What is required:
Pick out every line of the entries below where "capability" occurs, and copy those lines.

******

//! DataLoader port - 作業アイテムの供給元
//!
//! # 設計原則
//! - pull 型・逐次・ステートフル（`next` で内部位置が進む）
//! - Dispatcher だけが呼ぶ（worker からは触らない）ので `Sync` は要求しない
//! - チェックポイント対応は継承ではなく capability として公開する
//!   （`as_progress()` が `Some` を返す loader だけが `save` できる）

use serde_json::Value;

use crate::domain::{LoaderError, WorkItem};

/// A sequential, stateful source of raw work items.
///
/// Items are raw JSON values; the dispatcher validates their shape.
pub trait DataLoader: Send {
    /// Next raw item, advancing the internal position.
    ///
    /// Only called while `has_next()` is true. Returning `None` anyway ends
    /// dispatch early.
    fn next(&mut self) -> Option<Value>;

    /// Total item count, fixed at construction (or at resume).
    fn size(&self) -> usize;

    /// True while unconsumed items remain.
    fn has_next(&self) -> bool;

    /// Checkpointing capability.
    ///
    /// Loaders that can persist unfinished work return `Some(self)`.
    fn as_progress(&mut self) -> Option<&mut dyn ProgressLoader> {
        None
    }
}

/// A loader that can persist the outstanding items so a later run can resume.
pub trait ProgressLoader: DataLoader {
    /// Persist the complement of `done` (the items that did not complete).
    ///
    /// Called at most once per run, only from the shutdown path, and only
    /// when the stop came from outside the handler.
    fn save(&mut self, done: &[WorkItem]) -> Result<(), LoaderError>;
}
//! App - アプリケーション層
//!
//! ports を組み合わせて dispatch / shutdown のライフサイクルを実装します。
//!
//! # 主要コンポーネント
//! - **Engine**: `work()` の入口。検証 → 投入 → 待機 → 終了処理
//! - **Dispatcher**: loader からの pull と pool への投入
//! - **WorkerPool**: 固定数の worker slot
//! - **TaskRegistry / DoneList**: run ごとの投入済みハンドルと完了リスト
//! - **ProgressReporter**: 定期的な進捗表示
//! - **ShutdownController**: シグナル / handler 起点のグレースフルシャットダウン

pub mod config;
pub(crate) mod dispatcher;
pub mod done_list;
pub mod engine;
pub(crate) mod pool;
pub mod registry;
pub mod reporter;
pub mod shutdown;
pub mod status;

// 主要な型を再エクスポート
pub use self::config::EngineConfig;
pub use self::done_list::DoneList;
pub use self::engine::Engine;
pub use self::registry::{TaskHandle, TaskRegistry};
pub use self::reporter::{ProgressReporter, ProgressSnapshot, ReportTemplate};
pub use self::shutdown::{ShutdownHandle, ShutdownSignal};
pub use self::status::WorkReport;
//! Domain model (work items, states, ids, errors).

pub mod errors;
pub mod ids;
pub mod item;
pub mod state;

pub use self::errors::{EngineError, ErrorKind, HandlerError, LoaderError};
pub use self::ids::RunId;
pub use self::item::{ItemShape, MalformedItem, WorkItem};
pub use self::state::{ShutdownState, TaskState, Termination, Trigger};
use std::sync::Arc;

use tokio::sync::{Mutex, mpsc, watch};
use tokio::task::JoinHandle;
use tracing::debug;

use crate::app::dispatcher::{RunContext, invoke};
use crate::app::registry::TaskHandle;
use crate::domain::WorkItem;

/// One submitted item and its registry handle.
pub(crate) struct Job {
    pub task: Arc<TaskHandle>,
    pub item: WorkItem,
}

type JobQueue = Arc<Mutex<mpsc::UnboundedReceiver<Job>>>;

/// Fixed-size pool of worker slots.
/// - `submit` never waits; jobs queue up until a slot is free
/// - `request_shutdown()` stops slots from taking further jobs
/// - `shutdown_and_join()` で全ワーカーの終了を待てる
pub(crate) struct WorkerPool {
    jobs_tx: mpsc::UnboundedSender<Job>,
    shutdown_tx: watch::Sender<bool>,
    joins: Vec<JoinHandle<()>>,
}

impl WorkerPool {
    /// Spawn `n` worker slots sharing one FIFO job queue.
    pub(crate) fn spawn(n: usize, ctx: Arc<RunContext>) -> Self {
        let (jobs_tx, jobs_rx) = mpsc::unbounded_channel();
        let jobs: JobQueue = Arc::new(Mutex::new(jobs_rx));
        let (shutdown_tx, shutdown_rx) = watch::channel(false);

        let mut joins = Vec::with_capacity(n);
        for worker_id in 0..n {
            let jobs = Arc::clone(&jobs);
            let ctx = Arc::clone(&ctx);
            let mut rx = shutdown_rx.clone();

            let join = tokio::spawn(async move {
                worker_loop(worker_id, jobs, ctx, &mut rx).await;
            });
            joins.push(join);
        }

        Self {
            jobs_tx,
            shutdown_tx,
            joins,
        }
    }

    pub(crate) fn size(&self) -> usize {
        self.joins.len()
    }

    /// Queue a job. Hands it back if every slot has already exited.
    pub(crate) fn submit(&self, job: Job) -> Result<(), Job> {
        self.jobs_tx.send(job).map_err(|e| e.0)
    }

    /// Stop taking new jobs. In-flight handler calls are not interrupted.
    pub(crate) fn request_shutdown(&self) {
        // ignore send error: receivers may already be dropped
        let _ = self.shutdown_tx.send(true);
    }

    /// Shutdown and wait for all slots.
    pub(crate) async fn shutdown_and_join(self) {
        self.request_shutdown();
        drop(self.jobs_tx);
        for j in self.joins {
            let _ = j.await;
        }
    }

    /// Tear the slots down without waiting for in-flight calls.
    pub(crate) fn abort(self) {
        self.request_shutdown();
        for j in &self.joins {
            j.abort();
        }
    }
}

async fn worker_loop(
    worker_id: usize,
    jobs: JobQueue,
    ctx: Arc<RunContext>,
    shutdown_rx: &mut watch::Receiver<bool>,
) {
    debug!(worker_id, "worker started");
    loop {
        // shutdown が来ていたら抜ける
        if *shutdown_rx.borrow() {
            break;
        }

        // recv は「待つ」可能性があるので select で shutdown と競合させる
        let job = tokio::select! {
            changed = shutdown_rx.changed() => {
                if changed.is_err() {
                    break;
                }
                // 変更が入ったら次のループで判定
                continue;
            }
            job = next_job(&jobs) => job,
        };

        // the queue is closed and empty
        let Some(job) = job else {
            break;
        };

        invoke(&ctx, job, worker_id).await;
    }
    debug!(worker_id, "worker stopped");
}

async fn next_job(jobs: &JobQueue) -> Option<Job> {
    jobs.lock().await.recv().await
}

******

Solution to this exercise:
//! - チェックポイント対応は継承ではなく capability として公開する
    /// Checkpointing capability.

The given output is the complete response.